# WHAT IS NEEDED
The expected output is the exact lines from the one containing "#[cfg(test)]" through the end of the data, inclusive, and nothing else.

Stored data entries:
***

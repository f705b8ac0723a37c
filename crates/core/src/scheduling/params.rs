//! Facade parameter validation
//!
//! Builds a [`TaskShape`] from the raw epoch-ms/seconds parameters the
//! facade receives, rejecting bad input before any task id is allocated.

use std::time::Duration;

use chime_domain::{ChimeError, Result, TaskShape, TimeOfDay};

use super::window;

/// Shape of a fixed task whose daily time is taken from the local wall
/// clock of `fixed_time_ms`.
pub fn fixed_shape_from_ms(fixed_time_ms: i64) -> Result<TaskShape> {
    if fixed_time_ms <= 0 {
        return Err(ChimeError::InvalidInput("fixed trigger time is required".into()));
    }
    let at = TimeOfDay::of(&window::local_from_ms(fixed_time_ms));
    Ok(TaskShape::Fixed { at })
}

/// Shape of an interval task.
///
/// `start_ms`/`end_ms` of zero (or less) mean "unset". Both unset is a
/// full-day window; exactly one unset is rejected; both set derive the
/// window from their local times of day, wrap allowed. A non-positive
/// period is rejected.
pub fn interval_shape_from_ms(start_ms: i64, end_ms: i64, period_secs: i64) -> Result<TaskShape> {
    if period_secs <= 0 {
        return Err(ChimeError::InvalidInput("interval period must be positive".into()));
    }
    if (start_ms > 0) != (end_ms > 0) {
        return Err(ChimeError::InvalidInput(
            "interval window must set both ends or neither".into(),
        ));
    }

    let (start, end) = if start_ms > 0 {
        (
            TimeOfDay::of(&window::local_from_ms(start_ms)),
            TimeOfDay::of(&window::local_from_ms(end_ms)),
        )
    } else {
        (TimeOfDay::new(0, 0), TimeOfDay::new(0, 0))
    };

    Ok(TaskShape::Interval { start, end, period: Duration::from_secs(period_secs as u64) })
}

#[cfg(test)]
mod tests {
    use super::*;

    #[test]
    fn fixed_shape_requires_a_trigger_time() {
        assert!(matches!(fixed_shape_from_ms(0), Err(ChimeError::InvalidInput(_))));
        assert!(matches!(fixed_shape_from_ms(-5), Err(ChimeError::InvalidInput(_))));
        assert!(fixed_shape_from_ms(1_770_000_000_000).is_ok());
    }

    #[test]
    fn interval_shape_rejects_non_positive_period() {
        assert!(matches!(interval_shape_from_ms(0, 0, 0), Err(ChimeError::InvalidInput(_))));
        assert!(matches!(interval_shape_from_ms(0, 0, -60), Err(ChimeError::InvalidInput(_))));
    }

    #[test]
    fn interval_shape_rejects_half_set_window() {
        assert!(matches!(
            interval_shape_from_ms(1_770_000_000_000, 0, 60),
            Err(ChimeError::InvalidInput(_))
        ));
        assert!(matches!(
            interval_shape_from_ms(0, 1_770_000_000_000, 60),
            Err(ChimeError::InvalidInput(_))
        ));
    }

    #[test]
    fn unset_window_means_full_day() {
        let shape = interval_shape_from_ms(0, 0, 60).expect("valid shape");
        match shape {
            TaskShape::Interval { start, end, period } => {
                assert_eq!(start, TimeOfDay::new(0, 0));
                assert_eq!(end, TimeOfDay::new(0, 0));
                assert_eq!(period, Duration::from_secs(60));
            }
            TaskShape::Fixed { .. } => panic!("expected interval shape"),
        }
    }
}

***

# ANSWER AREA
#[cfg(test)]
mod tests {
    use super::*;

    #[test]
    fn fixed_shape_requires_a_trigger_time() {
        assert!(matches!(fixed_shape_from_ms(0), Err(ChimeError::InvalidInput(_))));
        assert!(matches!(fixed_shape_from_ms(-5), Err(ChimeError::InvalidInput(_))));
        assert!(fixed_shape_from_ms(1_770_000_000_000).is_ok());
    }

    #[test]
    fn interval_shape_rejects_non_positive_period() {
        assert!(matches!(interval_shape_from_ms(0, 0, 0), Err(ChimeError::InvalidInput(_))));
        assert!(matches!(interval_shape_from_ms(0, 0, -60), Err(ChimeError::InvalidInput(_))));
    }

    #[test]
    fn interval_shape_rejects_half_set_window() {
        assert!(matches!(
            interval_shape_from_ms(1_770_000_000_000, 0, 60),
            Err(ChimeError::InvalidInput(_))
        ));
        assert!(matches!(
            interval_shape_from_ms(0, 1_770_000_000_000, 60),
            Err(ChimeError::InvalidInput(_))
        ));
    }

    #[test]
    fn unset_window_means_full_day() {
        let shape = interval_shape_from_ms(0, 0, 60).expect("valid shape");
        match shape {
            TaskShape::Interval { start, end, period } => {
                assert_eq!(start, TimeOfDay::new(0, 0));
                assert_eq!(end, TimeOfDay::new(0, 0));
                assert_eq!(period, Duration::from_secs(60));
            }
            TaskShape::Fixed { .. } => panic!("expected interval shape"),
        }
    }
}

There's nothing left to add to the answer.